Stored data:
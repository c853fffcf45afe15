//! Error type shared by the matcher, the ranker and the session
//!
//! Every variant is a distinct, inspectable condition. `EmptyPool` is the only one a
//! player can cause during normal use (contradictory feedback); the others mean malformed
//! input slipped past validation at the boundary.

use thiserror::Error;

/// Errors produced by the suggestion core
#[derive(Error, Debug, Clone, PartialEq, Eq)]
pub enum Error {
    /// A word or pattern does not have the fixed word length
    #[error("expected {expected} letters or marks, got {found}")]
    LengthMismatch { expected: usize, found: usize },

    /// A word contains something other than an ASCII letter
    #[error("invalid character {0:?} in word")]
    InvalidCharacter(char),

    /// A pattern symbol is not one of Hit, Present or Miss
    #[error("invalid pattern mark {0:?} (use G/Y/- or 2/1/0)")]
    InvalidPattern(char),

    /// A raw pattern code is outside 0..=2
    #[error("invalid pattern code {0} (expected 0, 1 or 2)")]
    InvalidCode(u8),

    /// The ranker was asked to sample zero words
    #[error("sample size must be at least 1")]
    InvalidSampleSize,

    /// No candidates remain; some earlier feedback contradicts the rest
    #[error("no candidate words remain, check the feedback entered so far")]
    EmptyPool,

    /// A guess that is not part of the dictionary
    #[error("'{0}' is not in the dictionary")]
    UnknownWord(String),
}

impl Error {
    /// Whether this error reports a malformed pattern
    #[must_use]
    pub const fn is_invalid_pattern(&self) -> bool {
        matches!(self, Self::InvalidPattern(_) | Self::InvalidCode(_))
    }
}

/// Result alias for the suggestion core
pub type Result<T> = std::result::Result<T, Error>;
//! Embedded word lists
//!
//! Word lists compiled into the binary at build time.

include!(concat!(env!("OUT_DIR"), "/answers.rs"));
include!(concat!(env!("OUT_DIR"), "/allowed.rs"));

• [PROBLEM DETAILS] Scan the data above and copy each line containing the word "core".

• [YOUR SOLUTION]
/// Errors produced by the suggestion core
/// Result alias for the suggestion core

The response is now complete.